- [Records shown]:
impl Kcp {
    fn new(conv: u32, cfg: &KcpConfig) -> Self {
        let (nodelay, interval, resend, nc) = cfg.mode.tuning();
        let mut kcp = Self {
            conv,
            mtu: cfg.mtu,
            mss: cfg.mtu.saturating_sub(KCP_OVERHEAD).max(1),
            state: 0,
            snd_una: 0,
            snd_nxt: 0,
            rcv_nxt: 0,
            ssthresh: KCP_THRESH_INIT,
            rx_rttval: 0,
            rx_srtt: 0,
            rx_rto: KCP_RTO_DEF,
            rx_minrto: KCP_RTO_MIN,
            snd_wnd: cfg.sndwnd,
            rcv_wnd: cfg.rcvwnd.max(KCP_WND_RCV_MIN),
            rmt_wnd: KCP_WND_RCV_MIN,
            cwnd: 0,
            probe: 0,
            current: 0,
            interval: 100,
            ts_flush: 100,
            nodelay: false,
            updated: false,
            incr: 0,
            snd_queue: VecDeque::new(),
            rcv_queue: VecDeque::new(),
            snd_buf: VecDeque::new(),
            rcv_buf: VecDeque::new(),
            acklist: Vec::new(),
            fastresend: 0,
            fastlimit: 5,
            nocwnd: false,
        };
        kcp.set_nodelay(nodelay, interval, resend, nc);
        kcp
    }

    fn set_nodelay(&mut self, nodelay: bool, interval: u32, resend: i32, nc: bool) {
        self.nodelay = nodelay;
        self.rx_minrto = if nodelay { KCP_RTO_NDL } else { KCP_RTO_MIN };
        if interval > 0 {
            self.interval = interval.clamp(10, 5000);
        }
        self.fastresend = resend;
        self.nocwnd = nc;
    }

    fn is_dead(&self) -> bool {
        self.state < 0
    }

    /// Queue one application message for transmission, fragmenting to MSS.
    fn send(&mut self, data: &[u8]) -> Result<usize> {
        if data.is_empty() {
            return Err(Error::protocol("empty KCP message"));
        }
        let count = if data.len() <= self.mss {
            1
        } else {
            data.len().div_ceil(self.mss)
        };
        if count > 255 {
            return Err(Error::protocol("KCP message exceeds fragment limit"));
        }
        let mut offset = 0;
        for i in 0..count {
            let size = std::cmp::min(self.mss, data.len() - offset);
            let mut seg = Segment::new(self.conv);
            seg.data = data[offset..offset + size].to_vec();
            seg.frg = (count - i - 1) as u8;
            self.snd_queue.push_back(seg);
            offset += size;
        }
        Ok(data.len())
    }

    /// Pop the next whole reassembled message, if any.
    fn recv(&mut self) -> Option<Vec<u8>> {
        if self.rcv_queue.is_empty() {
            return None;
        }
        let mut peeksize = 0;
        let mut complete = false;
        for seg in &self.rcv_queue {
            peeksize += seg.data.len();
            if seg.frg == 0 {
                complete = true;
                break;
            }
        }
        if !complete || peeksize == 0 {
            return None;
        }
        let mut data = Vec::with_capacity(peeksize);
        while let Some(seg) = self.rcv_queue.pop_front() {
            let last = seg.frg == 0;
            data.extend_from_slice(&seg.data);
            if last {
                break;
            }
        }
        self.move_rcv_buf();
        Some(data)
    }

    fn move_rcv_buf(&mut self) {
        while let Some(seg) = self.rcv_buf.front() {
            if seg.sn == self.rcv_nxt && self.rcv_queue.len() < self.rcv_wnd as usize {
                let seg = self.rcv_buf.pop_front().unwrap();
                self.rcv_nxt = self.rcv_nxt.wrapping_add(1);
                self.rcv_queue.push_back(seg);
            } else {
                break;
            }
        }
    }

    /// Feed one raw datagram into the engine.
    fn input(&mut self, data: &[u8]) -> Result<()> {
        if data.len() < KCP_OVERHEAD {
            return Err(Error::protocol("KCP datagram too short"));
        }
        let mut offset = 0;
        let mut acked = false;
        let mut maxack: u32 = 0;
        let mut latest_ts: u32 = 0;
        while offset + KCP_OVERHEAD <= data.len() {
            let (seg, consumed) = match Segment::decode(&data[offset..]) {
                Some(s) => s,
                None => break,
            };
            if seg.conv != self.conv {
                return Err(Error::protocol("KCP conversation id mismatch"));
            }
            offset += consumed;
            self.rmt_wnd = seg.wnd as u32;
            self.parse_una(seg.una);
            self.shrink_buf();
            match seg.cmd {
                KCP_CMD_ACK => {
                    if self.current >= seg.ts {
                        self.update_ack(self.current - seg.ts);
                    }
                    self.parse_ack(seg.sn);
                    self.shrink_buf();
                    if !acked {
                        acked = true;
                        maxack = seg.sn;
                        latest_ts = seg.ts;
                    } else if seg.sn > maxack {
                        maxack = seg.sn;
                        latest_ts = seg.ts;
                    }
                }
                KCP_CMD_PUSH => {
                    if seg.sn < self.rcv_nxt.wrapping_add(self.rcv_wnd) {
                        self.acklist.push((seg.sn, seg.ts));
                        if seg.sn >= self.rcv_nxt {
                            self.parse_data(seg);
                        }
                    }
                }
                KCP_CMD_WASK => {
                    self.probe |= KCP_ASK_TELL;
                }
                KCP_CMD_WINS => {}
                _ => return Err(Error::protocol("unknown KCP command")),
            }
        }
        if acked {
            self.parse_fastack(maxack, latest_ts);
        }
        self.grow_cwnd();
        Ok(())
    }

    fn grow_cwnd(&mut self) {
        if self.snd_una <= self.cwnd {
            return;
        }
        let mss = self.mss as u32;
        if self.cwnd < self.ssthresh {
            self.cwnd += 1;
            self.incr += mss;
        } else {
            if self.incr < mss {
                self.incr = mss;
            }
            self.incr += (mss * mss) / self.incr + (mss / 16);
            if (self.cwnd + 1) * mss <= self.incr {
                self.cwnd = if mss > 0 {
                    self.incr.div_ceil(mss)
                } else {
                    self.incr
                };
            }
        }
        if self.cwnd > self.rmt_wnd {
            self.cwnd = self.rmt_wnd;
            self.incr = self.rmt_wnd * mss;
        }
    }

    /// Emit pending acks, probes, new data and retransmissions as raw
    /// datagrams.
    fn flush(&mut self) -> Vec<Vec<u8>> {
        if !self.updated {
            return Vec::new();
        }
        let mut output = Vec::new();
        let wnd_unused = self.wnd_unused() as u16;
        let mut seg = Segment::new(self.conv);
        seg.wnd = wnd_unused;
        seg.una = self.rcv_nxt;

        for (sn, ts) in self.acklist.drain(..) {
            seg.cmd = KCP_CMD_ACK;
            seg.sn = sn;
            seg.ts = ts;
            output.push(seg.encode());
        }
        if self.probe & KCP_ASK_SEND != 0 {
            seg.cmd = KCP_CMD_WASK;
            output.push(seg.encode());
        }
        if self.probe & KCP_ASK_TELL != 0 {
            seg.cmd = KCP_CMD_WINS;
            output.push(seg.encode());
        }
        self.probe = 0;

        let cwnd = std::cmp::min(self.snd_wnd, self.rmt_wnd);
        let cwnd = if self.nocwnd {
            cwnd
        } else {
            std::cmp::min(cwnd, self.cwnd)
        };
        while self.snd_nxt < self.snd_una.wrapping_add(cwnd) {
            if let Some(mut newseg) = self.snd_queue.pop_front() {
                newseg.conv = self.conv;
                newseg.cmd = KCP_CMD_PUSH;
                newseg.wnd = wnd_unused;
                newseg.ts = self.current;
                newseg.sn = self.snd_nxt;
                newseg.una = self.rcv_nxt;
                newseg.resendts = self.current;
                newseg.rto = self.rx_rto;
                newseg.fastack = 0;
                newseg.xmit = 0;
                self.snd_buf.push_back(newseg);
                self.snd_nxt = self.snd_nxt.wrapping_add(1);
            } else {
                break;
            }
        }

        let resent = if self.fastresend > 0 {
            self.fastresend as u32
        } else {
            u32::MAX
        };
        let rtomin = if self.nodelay { 0 } else { self.rx_rto >> 3 };
        let mut change = 0u32;
        let mut lost = 0u32;
        for seg in &mut self.snd_buf {
            let mut needsend = false;
            if seg.xmit == 0 {
                needsend = true;
                seg.xmit += 1;
                seg.rto = self.rx_rto;
                seg.resendts = self.current.wrapping_add(seg.rto).wrapping_add(rtomin);
            } else if self.current >= seg.resendts {
                needsend = true;
                seg.xmit += 1;
                if !self.nodelay {
                    seg.rto += std::cmp::max(seg.rto, self.rx_rto);
                } else {
                    seg.rto += seg.rto / 2;
                }
                seg.resendts = self.current.wrapping_add(seg.rto);
                lost += 1;
            } else if seg.fastack >= resent && (seg.xmit <= self.fastlimit as u32 || self.fastlimit <= 0)
            {
                needsend = true;
                seg.xmit += 1;
                seg.fastack = 0;
                seg.resendts = self.current.wrapping_add(seg.rto);
                change += 1;
            }
            if needsend {
                seg.ts = self.current;
                seg.wnd = wnd_unused;
                seg.una = self.rcv_nxt;
                output.push(seg.encode());
                if seg.xmit >= KCP_DEADLINK {
                    self.state = -1;
                }
            }
        }

        if change > 0 {
            let inflight = self.snd_nxt.wrapping_sub(self.snd_una);
            self.ssthresh = std::cmp::max(inflight / 2, KCP_THRESH_MIN);
            self.cwnd = self.ssthresh + resent;
            self.incr = self.cwnd * self.mss as u32;
        }
        if lost > 0 {
            self.ssthresh = std::cmp::max(cwnd / 2, KCP_THRESH_MIN);
            self.cwnd = 1;
            self.incr = self.mss as u32;
        }
        if self.cwnd < 1 {
            self.cwnd = 1;
            self.incr = self.mss as u32;
        }
        output
    }

    fn update(&mut self, current: u32) {
        self.current = current;
        if !self.updated {
            self.updated = true;
            self.ts_flush = self.current;
        }
        let mut slap = self.current as i64 - self.ts_flush as i64;
        if !(-10000..10000).contains(&slap) {
            self.ts_flush = self.current;
            slap = 0;
        }
        if slap >= 0 {
            self.ts_flush = self.ts_flush.wrapping_add(self.interval);
            if self.current >= self.ts_flush {
                self.ts_flush = self.current.wrapping_add(self.interval);
            }
        }
    }

    fn wnd_unused(&self) -> u32 {
        if self.rcv_queue.len() < self.rcv_wnd as usize {
            self.rcv_wnd - self.rcv_queue.len() as u32
        } else {
            0
        }
    }

    fn parse_una(&mut self, una: u32) {
        while let Some(seg) = self.snd_buf.front() {
            if una > seg.sn {
                self.snd_buf.pop_front();
            } else {
                break;
            }
        }
    }

    fn shrink_buf(&mut self) {
        self.snd_una = if let Some(seg) = self.snd_buf.front() {
            seg.sn
        } else {
            self.snd_nxt
        };
    }

    fn parse_ack(&mut self, sn: u32) {
        if sn < self.snd_una || sn >= self.snd_nxt {
            return;
        }
        self.snd_buf.retain(|seg| seg.sn != sn);
    }

    fn parse_fastack(&mut self, sn: u32, _ts: u32) {
        if sn < self.snd_una || sn >= self.snd_nxt {
            return;
        }
        for seg in &mut self.snd_buf {
            if sn < seg.sn {
                break;
            } else if sn != seg.sn {
                seg.fastack += 1;
            }
        }
    }

    fn parse_data(&mut self, newseg: Segment) {
        let sn = newseg.sn;
        if sn >= self.rcv_nxt.wrapping_add(self.rcv_wnd) || sn < self.rcv_nxt {
            return;
        }
        let mut repeat = false;
        let mut insert_idx = self.rcv_buf.len();
        for (i, seg) in self.rcv_buf.iter().enumerate().rev() {
            if seg.sn == sn {
                repeat = true;
                break;
            }
            if seg.sn < sn {
                insert_idx = i + 1;
                break;
            }
            insert_idx = i;
        }
        if !repeat {
            self.rcv_buf.insert(insert_idx, newseg);
        }
        self.move_rcv_buf();
    }

    fn update_ack(&mut self, rtt: u32) {
        if self.rx_srtt == 0 {
            self.rx_srtt = rtt;
            self.rx_rttval = rtt / 2;
        } else {
            let delta = rtt.abs_diff(self.rx_srtt);
            self.rx_rttval = (3 * self.rx_rttval + delta) / 4;
            self.rx_srtt = ((7 * self.rx_srtt + rtt) / 8).max(1);
        }
        let rto = self.rx_srtt + std::cmp::max(self.interval, 4 * self.rx_rttval);
        self.rx_rto = rto.clamp(self.rx_minrto, KCP_RTO_MAX);
    }
}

- [Exercise instructions]:
Only lines containing the string "message" belong in the answer; find them in the data above and copy them.

- [Answer box]:
    /// Queue one application message for transmission, fragmenting to MSS.
            return Err(Error::protocol("empty KCP message"));
            return Err(Error::protocol("KCP message exceeds fragment limit"));
    /// Pop the next whole reassembled message, if any.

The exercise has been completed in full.